The editors say they are on a quest to create three volumes of Bradbury's stories in the order in which they were written, in the earliest versions that the Pulitzer Prize-winning author intended to present to the public.
Touponce is director of the Center for Ray Bradbury Studies in the Institute for American Thought within the IU School of Liberal Arts. Eller is senior textual editor for the Institute for American Thought and co-founder of the Center for Ray Bradbury Studies. Eller also is textual editor for the Peirce Edition Project and the Santayana Edition in the Institute for American Thought.
The book has the seal of approval of the Modern Language Association, the largest body of scholars in the U.S., making its publication nationally significant.
"It's difficult to study creative development if you don't have the stories arranged in chronological order," Touponce said. Because other people rewrote and edited Bradbury's work, it also is important to present the stories in the version the author intended them to be published, he added.

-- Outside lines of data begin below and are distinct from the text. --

use once_cell::sync::Lazy;
use regex::Regex;
use url::Url;

static MAP_COMMENT_RE: Lazy<Regex> = Lazy::new(|| {
    Regex::new(r"(?m)//[#@]\s*sourceMappingURL=(\S+)|/\*[#@]\s*sourceMappingURL=([^*\s][^*]*)\*/")
        .unwrap()
});

/// Locate the sourceMappingURL comment in bundle text. Bundlers append the
/// comment at the end of the file and consumers honour the last one, so the
/// last match wins.
pub fn find_map_url(js: &str) -> Option<String> {
    MAP_COMMENT_RE
        .captures_iter(js)
        .filter_map(|caps| caps.get(1).or_else(|| caps.get(2)))
        .map(|m| m.as_str().trim().to_string())
        .last()
}

/// Resolve the discovered map reference against the bundle's own URL.
pub fn resolve_map_url(base: &Url, js: &str) -> Option<Url> {
    find_map_url(js).and_then(|raw| base.join(&raw).ok())
}
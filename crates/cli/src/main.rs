use std::io::{self, Write};
use std::path::{Path, PathBuf};
use std::process::ExitCode;

use clap::Parser;
use log::{info, warn};
use unbundle_core::{
    acquire_map, extract, parse_source_map, write_archive, AcquireError, ArchiveError,
    ExtractOptions, ExtractionSummary, FetchError, HttpFetcher, MapError, ResolvedSource,
    SourceOrigin,
};

#[derive(Parser)]
#[command(
    name = "unbundle_cli",
    version,
    about = "Reconstruct an original source tree from a JavaScript source map"
)]
struct Cli {
    /// Source map URL or local file path (prompted for when omitted)
    map: Option<String>,

    /// Output archive path
    #[arg(short = 'o', long, value_name = "PATH", default_value = "extracted_sources.zip")]
    output: PathBuf,

    /// Maximum concurrent source fetches
    #[arg(long, default_value_t = 8)]
    concurrency: usize,

    /// Print the map's source list without extracting
    #[arg(long)]
    list_sources: bool,

    /// Render the extraction summary as JSON
    #[arg(long)]
    json: bool,
}

#[derive(thiserror::Error, Debug)]
enum CliError {
    #[error(transparent)]
    Acquire(#[from] AcquireError),
    #[error(transparent)]
    Map(#[from] MapError),
    #[error(transparent)]
    Archive(#[from] ArchiveError),
    #[error(transparent)]
    Fetch(#[from] FetchError),
    #[error(transparent)]
    Io(#[from] io::Error),
    #[error("{0}")]
    Other(String),
}

#[tokio::main]
async fn main() -> ExitCode {
    env_logger::init();
    let cli = Cli::parse();
    match run(cli).await {
        Ok(()) => ExitCode::SUCCESS,
        Err(e) => {
            eprintln!("error: {e}");
            ExitCode::FAILURE
        }
    }
}

async fn run(cli: Cli) -> Result<(), CliError> {
    let input = match cli.map {
        Some(ref m) => m.clone(),
        None => prompt_for_map()?,
    };

    let fetcher = HttpFetcher::new()?;
    let acquired = acquire_map(&input, &fetcher).await?;
    let doc = parse_source_map(&acquired.text)?;

    if cli.list_sources {
        for source in &doc.sources {
            println!("{source}");
        }
        return Ok(());
    }

    let options = ExtractOptions {
        concurrency: cli.concurrency,
    };
    let progress = |source: &ResolvedSource, path: &str| match source.origin {
        SourceOrigin::ErrorPlaceholder => {
            warn!("{} -> {} (placeholder)", source.raw_identifier, path)
        }
        _ => info!("{} -> {}", source.raw_identifier, path),
    };
    let (tree, summary) = extract(
        &doc,
        Some(&acquired.base),
        &fetcher,
        &options,
        Some(&progress),
    )
    .await;

    let payload = tree.to_zip_bytes()?;
    write_archive(&cli.output, &payload)?;

    render_summary(&summary, cli.json, &cli.output)
}

fn prompt_for_map() -> Result<String, CliError> {
    print!("Source map URL: ");
    io::stdout().flush()?;
    let mut line = String::new();
    io::stdin().read_line(&mut line)?;
    let trimmed = line.trim();
    if trimmed.is_empty() {
        return Err(CliError::Other("no source map given".to_string()));
    }
    Ok(trimmed.to_string())
}

fn render_summary(summary: &ExtractionSummary, json: bool, output: &Path) -> Result<(), CliError> {
    if json {
        let rendered =
            serde_json::to_string_pretty(summary).map_err(|e| CliError::Other(e.to_string()))?;
        println!("{rendered}");
        return Ok(());
    }

    println!("{} sources -> {}", summary.total_sources, output.display());
    if !summary.manifest_files.is_empty() {
        println!("manifest files:");
        for manifest in &summary.manifest_files {
            println!("  {manifest}");
        }
    }
    if !summary.failed_sources.is_empty() {
        println!("failed sources:");
        for failed in &summary.failed_sources {
            println!("  {}: {}", failed.identifier, failed.reason);
        }
    }
    Ok(())
}
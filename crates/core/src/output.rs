use std::fs;
use std::io::{self, ErrorKind};
use std::path::Path;

/// Write the archive payload to `path`, creating missing parent directories.
///
/// Returns an error if a directory already sits at the target; an existing
/// file is overwritten.
pub fn write_archive<P: AsRef<Path>>(path: P, payload: &[u8]) -> io::Result<()> {
    let path = path.as_ref();
    if path.is_dir() {
        return Err(io::Error::new(
            ErrorKind::AlreadyExists,
            "output path exists and is a directory",
        ));
    }
    if let Some(parent) = path.parent() {
        if !parent.as_os_str().is_empty() {
            fs::create_dir_all(parent)?;
        }
    }
    fs::write(path, payload)
}
use httpmock::prelude::*;
use unbundle_core::{FetchError, HttpFetcher, SourceFetcher};

#[tokio::test]
async fn fetches_body_on_success() {
    let server = MockServer::start_async().await;
    let mock = server.mock(|when, then| {
        when.method(GET).path("/app.js.map");
        then.status(200)
            .header("Content-Type", "application/json")
            .body(r#"{"version":3,"sources":[]}"#);
    });

    let fetcher = HttpFetcher::new().unwrap();
    let body = fetcher
        .fetch(&format!("{}/app.js.map", server.base_url()))
        .await
        .unwrap();

    mock.assert();
    assert!(body.contains("\"version\":3"));
}

#[tokio::test]
async fn non_success_status_is_distinguishable() {
    let server = MockServer::start_async().await;
    server.mock(|when, then| {
        when.method(GET).path("/gone.js");
        then.status(404);
    });

    let fetcher = HttpFetcher::with_attempts(1).unwrap();
    let err = fetcher
        .fetch(&format!("{}/gone.js", server.base_url()))
        .await
        .unwrap_err();

    assert!(matches!(err, FetchError::HttpStatus(404)));
}

#[tokio::test]
async fn rejects_non_http_schemes() {
    let fetcher = HttpFetcher::new().unwrap();
    let err = fetcher.fetch("ftp://example.com/map.json").await.unwrap_err();
    assert!(matches!(err, FetchError::UnsupportedScheme(_)));
}

#[tokio::test]
async fn invalid_url_is_not_a_network_error() {
    let fetcher = HttpFetcher::new().unwrap();
    let err = fetcher.fetch("not a url").await.unwrap_err();
    assert!(matches!(err, FetchError::UrlParse(_)));
}

#[tokio::test]
async fn retries_stop_after_configured_attempts() {
    let server = MockServer::start_async().await;
    let mock = server.mock(|when, then| {
        when.method(GET).path("/flaky.js");
        then.status(500);
    });

    let fetcher = HttpFetcher::with_attempts(3).unwrap();
    let err = fetcher
        .fetch(&format!("{}/flaky.js", server.base_url()))
        .await
        .unwrap_err();

    assert!(matches!(err, FetchError::HttpStatus(500)));
    mock.assert_hits(3);
}
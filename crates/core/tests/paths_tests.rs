use unbundle_core::normalize;

#[test]
fn strips_webpack_relative_prefix() {
    assert_eq!(normalize("webpack://./src/a.js"), "src/a.js");
}

#[test]
fn strips_leading_dot_slash() {
    assert_eq!(normalize("./utils/helpers.js"), "utils/helpers.js");
}

#[test]
fn rewrites_parent_traversal() {
    assert_eq!(normalize("../shared/constants.js"), "parent/shared/constants.js");
}

#[test]
fn traversal_depth_is_preserved() {
    assert_eq!(normalize("../../shared/x.js"), "parent/parent/shared/x.js");
    assert_eq!(
        normalize("../../../deep/y.js"),
        "parent/parent/parent/deep/y.js"
    );
}

#[test]
fn interior_and_trailing_traversal_flattened() {
    assert_eq!(normalize("a/../b.js"), "a/parent/b.js");
    assert_eq!(normalize("a/.."), "a/parent");
}

#[test]
fn substitutes_illegal_characters() {
    assert_eq!(normalize(r#"a<b>c:"d|e?f*g.js"#), "a_b_c__d_e_f_g.js");
}

#[test]
fn substitutes_control_characters() {
    assert_eq!(normalize("a\tb\nc.js"), "a_b_c.js");
}

#[test]
fn clean_relative_paths_pass_through() {
    assert_eq!(normalize("package.json"), "package.json");
    assert_eq!(normalize("lib/util/fmt.js"), "lib/util/fmt.js");
}

#[test]
fn absolute_becomes_root_relative() {
    assert_eq!(normalize("/srv/app/index.js"), "srv/app/index.js");
}

#[test]
fn backslashes_become_forward_slashes() {
    assert_eq!(normalize("src\\win\\x.js"), "src/win/x.js");
}

#[test]
fn deterministic_across_calls() {
    let raw = "webpack://./pages/../shared/x.js";
    assert_eq!(normalize(raw), normalize(raw));
}

#[test]
fn degenerate_input_gets_hashed_name() {
    for raw in ["", ".", "./", "/"] {
        let name = normalize(raw);
        assert!(name.starts_with("source_"), "{raw:?} -> {name}");
        assert!(!name.contains('/'));
    }
    // Distinct degenerate inputs keep distinct fallback names.
    assert_ne!(normalize(""), normalize("."));
}
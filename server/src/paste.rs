use chrono::{DateTime, Utc};
use serde::{Deserialize, Serialize};

/// A stored paste. Only `remaining_views` ever changes after creation, and
/// only through [`crate::store::PasteStore::conditional_decrement`].
#[derive(Serialize, Deserialize, Clone, Debug, PartialEq, Eq)]
pub struct Paste {
    pub id: String,
    pub content: String,
    pub created_at: DateTime<Utc>,
    pub expires_at: Option<DateTime<Utc>>,
    pub max_views: Option<u32>,
    pub remaining_views: Option<u32>,
}

impl Paste {
    pub fn new(
        id: impl Into<String>,
        content: String,
        created_at: DateTime<Utc>,
        expires_at: Option<DateTime<Utc>>,
        max_views: Option<u32>,
    ) -> Self {
        Self {
            id: id.into(),
            content,
            created_at,
            expires_at,
            max_views,
            remaining_views: max_views,
        }
    }

    /// The expiry instant itself already counts as expired.
    pub fn expired(&self, now: DateTime<Utc>) -> bool {
        self.expires_at
            .map(|expires| now >= expires)
            .unwrap_or_default()
    }

    pub const fn exhausted(&self) -> bool {
        matches!(self.remaining_views, Some(0))
    }
}
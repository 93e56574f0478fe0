// ttlpaste Expiring Paste Hosting
// Copyright (C) 2021  Edward Shen
//
// This program is free software: you can redistribute it and/or modify
// it under the terms of the GNU Affero General Public License as published by
// the Free Software Foundation, either version 3 of the License, or
// (at your option) any later version.
//
// This program is distributed in the hope that it will be useful,
// but WITHOUT ANY WARRANTY; without even the implied warranty of
// MERCHANTABILITY or FITNESS FOR A PARTICULAR PURPOSE.  See the
// GNU Affero General Public License for more details.
//
// You should have received a copy of the GNU Affero General Public License
// along with this program.  If not, see <https://www.gnu.org/licenses/>.

use std::fmt::{Debug, Display};
use std::str::FromStr;

use rand::prelude::Distribution;
use rand::Rng;
use serde::de::{Unexpected, Visitor};
use serde::Deserialize;

#[derive(Clone, Copy, PartialEq, Eq)]
pub struct ShortCode<const N: usize>([ShortCodeChar; N]);

impl<const N: usize> ShortCode<N> {
    pub fn as_string(&self) -> String {
        String::from_iter(self.0.map(|v| v.0))
    }
}

impl<const N: usize> Display for ShortCode<N> {
    fn fmt(&self, f: &mut std::fmt::Formatter<'_>) -> std::fmt::Result {
        f.write_str(&self.as_string())
    }
}

impl<const N: usize> Debug for ShortCode<N> {
    fn fmt(&self, f: &mut std::fmt::Formatter<'_>) -> std::fmt::Result {
        f.debug_tuple("ShortCode").field(&self.as_string()).finish()
    }
}

#[derive(Debug, PartialEq, Eq)]
pub enum ParseShortCodeError {
    Length(usize),
    Char(char),
}

impl Display for ParseShortCodeError {
    fn fmt(&self, f: &mut std::fmt::Formatter<'_>) -> std::fmt::Result {
        match self {
            Self::Length(len) => write!(f, "expected a short code, got {} characters", len),
            Self::Char(c) => write!(f, "{:?} is not a valid short code character", c),
        }
    }
}

impl<const N: usize> FromStr for ShortCode<N> {
    type Err = ParseShortCodeError;

    fn from_str(v: &str) -> Result<Self, Self::Err> {
        if v.chars().count() != N {
            return Err(ParseShortCodeError::Length(v.chars().count()));
        }

        // This is fine, it'll get overwritten anyways.
        let mut output = [ShortCodeChar('\0'); N];
        for (slot, c) in output.iter_mut().zip(v.chars()) {
            *slot = c.try_into().map_err(|_| ParseShortCodeError::Char(c))?;
        }

        Ok(Self(output))
    }
}

impl<'de, const N: usize> Deserialize<'de> for ShortCode<N> {
    fn deserialize<D>(deserializer: D) -> Result<Self, D::Error>
    where
        D: serde::Deserializer<'de>,
    {
        struct ShortCodeVisitor<const N: usize>;
        impl<'de, const N: usize> Visitor<'de> for ShortCodeVisitor<N> {
            type Value = ShortCode<N>;

            fn expecting(&self, formatter: &mut std::fmt::Formatter) -> std::fmt::Result {
                write!(formatter, "a {} character short code", N)
            }

            fn visit_str<E>(self, v: &str) -> Result<Self::Value, E>
            where
                E: serde::de::Error,
            {
                v.parse().map_err(|e| match e {
                    ParseShortCodeError::Length(len) => E::invalid_length(len, &self),
                    ParseShortCodeError::Char(c) => {
                        E::invalid_value(Unexpected::Char(c), &"a valid short code character")
                    }
                })
            }
        }

        deserializer.deserialize_str(ShortCodeVisitor)
    }
}

/// `ShortCodeChar` uses the Word-safe alphabet, a Base32 extension of the Open
/// Location Code Base20 alphabet.
#[derive(Clone, Copy, Debug, PartialEq, Eq)]
struct ShortCodeChar(char);

impl TryFrom<char> for ShortCodeChar {
    type Error = &'static str;

    fn try_from(v: char) -> Result<Self, Self::Error> {
        if v.is_ascii() && ALPHABET.contains(&(v as u8)) {
            Ok(Self(v))
        } else {
            Err("a valid short code character")
        }
    }
}

pub struct Generator;

const ALPHABET: &[u8; 32] = b"23456789CFGHJMPQRVWXcfghjmpqrvwx";

impl Distribution<ShortCodeChar> for Generator {
    fn sample<R: Rng + ?Sized>(&self, rng: &mut R) -> ShortCodeChar {
        let value = rng.gen_range(0..32);
        ShortCodeChar(ALPHABET[value] as char)
    }
}

impl<const N: usize> Distribution<ShortCode<N>> for Generator {
    fn sample<R: Rng + ?Sized>(&self, rng: &mut R) -> ShortCode<N> {
        let mut arr = [ShortCodeChar('\0'); N];

        for c in arr.iter_mut() {
            *c = self.sample(rng);
        }

        ShortCode(arr)
    }
}
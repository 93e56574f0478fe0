#![warn(clippy::nursery, clippy::pedantic)]

use std::sync::atomic::AtomicBool;
use std::sync::atomic::Ordering;
use std::sync::Arc;
use std::time::Duration;

use anyhow::Result;
use axum::extract::rejection::{FormRejection, JsonRejection, PathRejection};
use axum::extract::{Extension, Form, Path, TypedHeader};
use axum::http::{header, HeaderMap, StatusCode};
use axum::response::{Html, IntoResponse, Response};
use axum::routing::{get, post};
use axum::{Json, Router};
use chrono::{DateTime, Utc};
use futures::StreamExt;
use rand::prelude::StdRng;
use rand::{Rng, SeedableRng};
use signal_hook::consts::signal::{SIGINT, SIGTERM};
use signal_hook_tokio::Signals;
use tokio::task;
use tower_http::trace::TraceLayer;
use tracing::{error, info, instrument, warn};
use tracing_subscriber::EnvFilter;
use ttlpaste_common::{
    paste_url, CreatePaste, CreatedPaste, ErrorBody, Health, InvalidInput, PasteView, TestNow,
    API_ENDPOINT, VIEW_ENDPOINT,
};

use crate::clock::Clock;
use crate::config::Config;
use crate::html::PasteForm;
use crate::short_code::ShortCode;
use crate::store::{Connection, PasteStore, RocksStore, StoreError};

mod clock;
mod config;
mod consume;
mod html;
mod paste;
mod short_code;
mod store;

const SHORT_CODE_SIZE: usize = 10;

#[derive(Clone)]
struct AppState {
    store: Arc<RocksStore>,
    clock: Clock,
    base_url: Option<Arc<str>>,
}

#[tokio::main]
async fn main() -> Result<()> {
    let filter = EnvFilter::try_from_default_env().unwrap_or_else(|_| EnvFilter::new("info"));
    tracing_subscriber::fmt().with_env_filter(filter).init();

    let config = Config::from_env();
    let conn = Arc::new(Connection::new(&config.db_path));
    info!(path = ?conn.path(), "Using paste database");

    let state = AppState {
        store: Arc::new(RocksStore::new(conn)),
        clock: Clock::new(config.test_mode),
        base_url: config.base_url.as_deref().map(Arc::from),
    };

    let stop_signal = Arc::new(AtomicBool::new(false));
    if state.clock.is_test_mode() {
        warn!("Test mode enabled: requests may override the clock, cleanup is disabled");
    } else {
        task::spawn(cleanup(
            Arc::clone(&stop_signal),
            Arc::clone(&state.store),
            config.cleanup_interval,
        ));
    }

    let signals = Signals::new(&[SIGINT, SIGTERM])?;
    let signals_handle = signals.handle();

    info!("Listening on {}", config.bind_addr);
    axum::Server::bind(&config.bind_addr)
        .serve(router(state).into_make_service())
        .with_graceful_shutdown(shutdown(signals))
        .await?;

    signals_handle.close();
    stop_signal.store(true, Ordering::Release);
    Ok(())
}

fn router(state: AppState) -> Router {
    Router::new()
        .route("/", get(home).post(submit::<SHORT_CODE_SIZE>))
        .route(
            &format!("{}/pastes", API_ENDPOINT),
            post(upload::<SHORT_CODE_SIZE>),
        )
        .route(
            &format!("{}/pastes/:code", API_ENDPOINT),
            get(paste::<SHORT_CODE_SIZE>),
        )
        .route(&format!("{}/healthz", API_ENDPOINT), get(health))
        .route(
            &format!("{}/:code", VIEW_ENDPOINT),
            get(view::<SHORT_CODE_SIZE>),
        )
        .layer(TraceLayer::new_for_http())
        .layer(Extension(state))
}

async fn shutdown(mut signals: Signals) {
    if let Some(signal) = signals.next().await {
        info!("Received signal {}, shutting down", signal);
    }
}

const CREATE_FAILED: &str = "Failed to create paste";
const FETCH_FAILED: &str = "Failed to fetch paste";

#[derive(Debug)]
enum ApiError {
    Invalid(InvalidInput),
    NotFound,
    Internal(&'static str),
}

impl IntoResponse for ApiError {
    fn into_response(self) -> Response {
        let (status, message) = match self {
            Self::Invalid(e) => (StatusCode::BAD_REQUEST, e.to_string()),
            Self::NotFound => (StatusCode::NOT_FOUND, "Paste not found".to_string()),
            Self::Internal(message) => (StatusCode::INTERNAL_SERVER_ERROR, message.to_string()),
        };
        (status, Json(ErrorBody::new(message))).into_response()
    }
}

#[instrument(skip_all)]
async fn upload<const N: usize>(
    Extension(state): Extension<AppState>,
    test_now: Option<TypedHeader<TestNow>>,
    headers: HeaderMap,
    body: Result<Json<CreatePaste>, JsonRejection>,
) -> Result<(StatusCode, Json<CreatedPaste>), ApiError> {
    let Json(request) = body.map_err(|e| ApiError::Invalid(InvalidInput::Malformed(e.to_string())))?;
    let created = create_paste::<N>(&state, request, requested_now(test_now), &headers).await?;
    Ok((StatusCode::CREATED, Json(created)))
}

async fn home() -> Html<String> {
    Html(html::home(&PasteForm::default(), None))
}

/// Form submission from the home page; same rules as the JSON upload.
#[instrument(skip_all)]
async fn submit<const N: usize>(
    Extension(state): Extension<AppState>,
    test_now: Option<TypedHeader<TestNow>>,
    headers: HeaderMap,
    form: Result<Form<PasteForm>, FormRejection>,
) -> (StatusCode, Html<String>) {
    let form = match form {
        Ok(Form(form)) => form,
        Err(e) => {
            let error = InvalidInput::Malformed(e.to_string()).to_string();
            return (
                StatusCode::BAD_REQUEST,
                Html(html::home(&PasteForm::default(), Some(&error))),
            );
        }
    };

    let created = match form.to_request() {
        Ok(request) => create_paste::<N>(&state, request, requested_now(test_now), &headers).await,
        Err(e) => Err(ApiError::Invalid(e)),
    };

    match created {
        Ok(created) => (StatusCode::CREATED, Html(html::created(&created))),
        Err(ApiError::Invalid(e)) => (
            StatusCode::BAD_REQUEST,
            Html(html::home(&form, Some(&e.to_string()))),
        ),
        Err(_) => (StatusCode::INTERNAL_SERVER_ERROR, Html(html::error())),
    }
}

async fn create_paste<const N: usize>(
    state: &AppState,
    request: CreatePaste,
    requested: Option<DateTime<Utc>>,
    headers: &HeaderMap,
) -> Result<CreatedPaste, ApiError> {
    let paste = request.validate().map_err(ApiError::Invalid)?;

    let now = state.clock.now(requested);
    let expires_at = paste.expires_at(now).map_err(ApiError::Invalid)?;

    let store = Arc::clone(&state.store);
    let inserted = task::spawn_blocking(move || {
        insert_with_fresh_code::<N, _>(&*store, paste.content, expires_at, paste.max_views)
    })
    .await
    .map_err(|e| {
        error!("Failed to join handle: {}", e);
        ApiError::Internal(CREATE_FAILED)
    })?
    .map_err(|e| {
        error!("Failed to insert paste into db: {}", e);
        ApiError::Internal(CREATE_FAILED)
    })?;

    let id = if let Some(id) = inserted {
        id
    } else {
        error!("Failed to generate a valid shortcode");
        return Err(ApiError::Internal(CREATE_FAILED));
    };

    let url = paste_url(&base_url(state.base_url.as_deref(), headers), &id);
    info!(%id, "Created paste");
    Ok(CreatedPaste { id, url })
}

/// Inserts under a freshly drawn short code, drawing again on collision.
/// Returns `None` if every attempt collided.
fn insert_with_fresh_code<const N: usize, S: PasteStore + ?Sized>(
    store: &S,
    content: String,
    expires_at: Option<DateTime<Utc>>,
    max_views: Option<u32>,
) -> Result<Option<String>, StoreError> {
    // Statistics show that even one collision is very unlikely to happen
    const ATTEMPTS: usize = 8;

    let mut rng = StdRng::from_entropy();
    for _ in 0..ATTEMPTS {
        let code: ShortCode<N> = rng.sample(short_code::Generator);
        match store.create(&code.to_string(), content.clone(), expires_at, max_views) {
            Ok(paste) => return Ok(Some(paste.id)),
            Err(StoreError::DuplicateKey(id)) => warn!("Short code {} already taken", id),
            Err(e) => return Err(e),
        }
    }

    Ok(None)
}

#[instrument(skip_all)]
async fn paste<const N: usize>(
    Extension(state): Extension<AppState>,
    code: Result<Path<ShortCode<N>>, PathRejection>,
    test_now: Option<TypedHeader<TestNow>>,
) -> Result<Json<PasteView>, ApiError> {
    let now = state.clock.now(requested_now(test_now));
    match read_paste(&state, code, now).await {
        Ok(Some(view)) => Ok(Json(view)),
        Ok(None) => Err(ApiError::NotFound),
        Err(e) => {
            error!("Failed to fetch paste: {:#}", e);
            Err(ApiError::Internal(FETCH_FAILED))
        }
    }
}

/// HTML rendering of a paste. This is a consuming read, same as the API.
#[instrument(skip_all)]
async fn view<const N: usize>(
    Extension(state): Extension<AppState>,
    code: Result<Path<ShortCode<N>>, PathRejection>,
    test_now: Option<TypedHeader<TestNow>>,
) -> (StatusCode, Html<String>) {
    let now = state.clock.now(requested_now(test_now));
    match read_paste(&state, code, now).await {
        Ok(Some(view)) => (StatusCode::OK, Html(html::paste(&view, now))),
        Ok(None) => (StatusCode::NOT_FOUND, Html(html::not_found())),
        Err(e) => {
            error!("Failed to fetch paste: {:#}", e);
            (StatusCode::INTERNAL_SERVER_ERROR, Html(html::error()))
        }
    }
}

async fn read_paste<const N: usize>(
    state: &AppState,
    code: Result<Path<ShortCode<N>>, PathRejection>,
    now: DateTime<Utc>,
) -> Result<Option<PasteView>> {
    // A code that can't exist reads exactly like one that doesn't.
    let id = match code {
        Ok(Path(code)) => code.to_string(),
        Err(_) => return Ok(None),
    };

    let store = Arc::clone(&state.store);
    let view = task::spawn_blocking(move || consume::fetch(&*store, &id, now)).await??;
    Ok(view)
}

#[instrument(skip_all)]
async fn health(Extension(state): Extension<AppState>) -> (StatusCode, Json<Health>) {
    let store = Arc::clone(&state.store);
    let healthy = match task::spawn_blocking(move || store.health_check()).await {
        Ok(healthy) => healthy,
        Err(e) => {
            error!("Failed to join handle: {}", e);
            false
        }
    };

    if healthy {
        (StatusCode::OK, Json(Health { ok: true, error: None }))
    } else {
        (
            StatusCode::SERVICE_UNAVAILABLE,
            Json(Health {
                ok: false,
                error: Some("Database connection failed".to_string()),
            }),
        )
    }
}

fn requested_now(test_now: Option<TypedHeader<TestNow>>) -> Option<DateTime<Utc>> {
    test_now.map(|TypedHeader(TestNow(instant))| instant)
}

/// Origin for paste links: the configured base, else whatever the request
/// says it was addressed to, else nothing (relative links).
fn base_url(configured: Option<&str>, headers: &HeaderMap) -> String {
    if let Some(base) = configured {
        return base.to_string();
    }

    match headers.get(header::HOST).and_then(|v| v.to_str().ok()) {
        Some(host) => {
            let proto = headers
                .get("x-forwarded-proto")
                .and_then(|v| v.to_str().ok())
                .unwrap_or("https");
            format!("{}://{}", proto, host)
        }
        None => String::new(),
    }
}

/// Periodic clean-up task that deletes pastes nobody can read anymore.
async fn cleanup(stop_signal: Arc<AtomicBool>, store: Arc<RocksStore>, interval: Duration) {
    while !stop_signal.load(Ordering::Acquire) {
        tokio::time::sleep(interval).await;

        let store = Arc::clone(&store);
        let join_handle = task::spawn_blocking(move || store.purge_unreadable(Utc::now())).await;
        match join_handle {
            Ok(Ok(0)) => (),
            Ok(Ok(removed)) => info!("Removed {} unreadable pastes", removed),
            Ok(Err(e)) => warn!("Failed to cleanup db: {}", e),
            Err(e) => error!("Failed to join handle?! {}", e),
        }
    }
}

Some of the stories in the volume are well-known, such as "The Crowd," and "The Small Assassin," which are important to the genres of horror and detective fiction, Touponce said. But the book also includes 13 stories that once appeared in magazines, but that have not been published in previous Bradbury collections.
"This is really a look at Bradbury's origins, not only his pulp writings, but his amateur writings that he wrote and published himself," Touponce continued. Born in 1920, Bradbury hadn't been out of high school long when a his short story "Pendulum" appeared in Super Science Stories in 1941. The cover of the book features a photo of Bradbury at a high school football game.
The Center for Ray Bradbury Studies was established in the spring of 2007 as the nation's first center for the study of Bradbury, one of the best-known American cultural figures of the 20th century. His work and influence spans many aspects of modern American intellectual and popular culture, including mainstream literature, the popular genre fields of science fiction, fantasy, horror and detective fiction, and nearly all forms of media presentation, including radio, television, stage drama, film, magazines, periodical and book illustration, and graphic fiction. He is regarded as a cultural mentor in such divergent fields as creative writing, education, public transportation, theme parks and urban architecture.
The Bradbury Center is a repository for unique photocopies of a number of Bradbury manuscript materials and houses a database of his correspondence and published writings.
The central organ of the center is The New Ray Bradbury Review, edited by Touponce and published by Kent State University Press. Dedicated to the life and writings of Bradbury, it is designed primarily to study the impact of his writings on American culture. Its first issue is devoted to the question of adaptation, or Bradbury's translation into other media.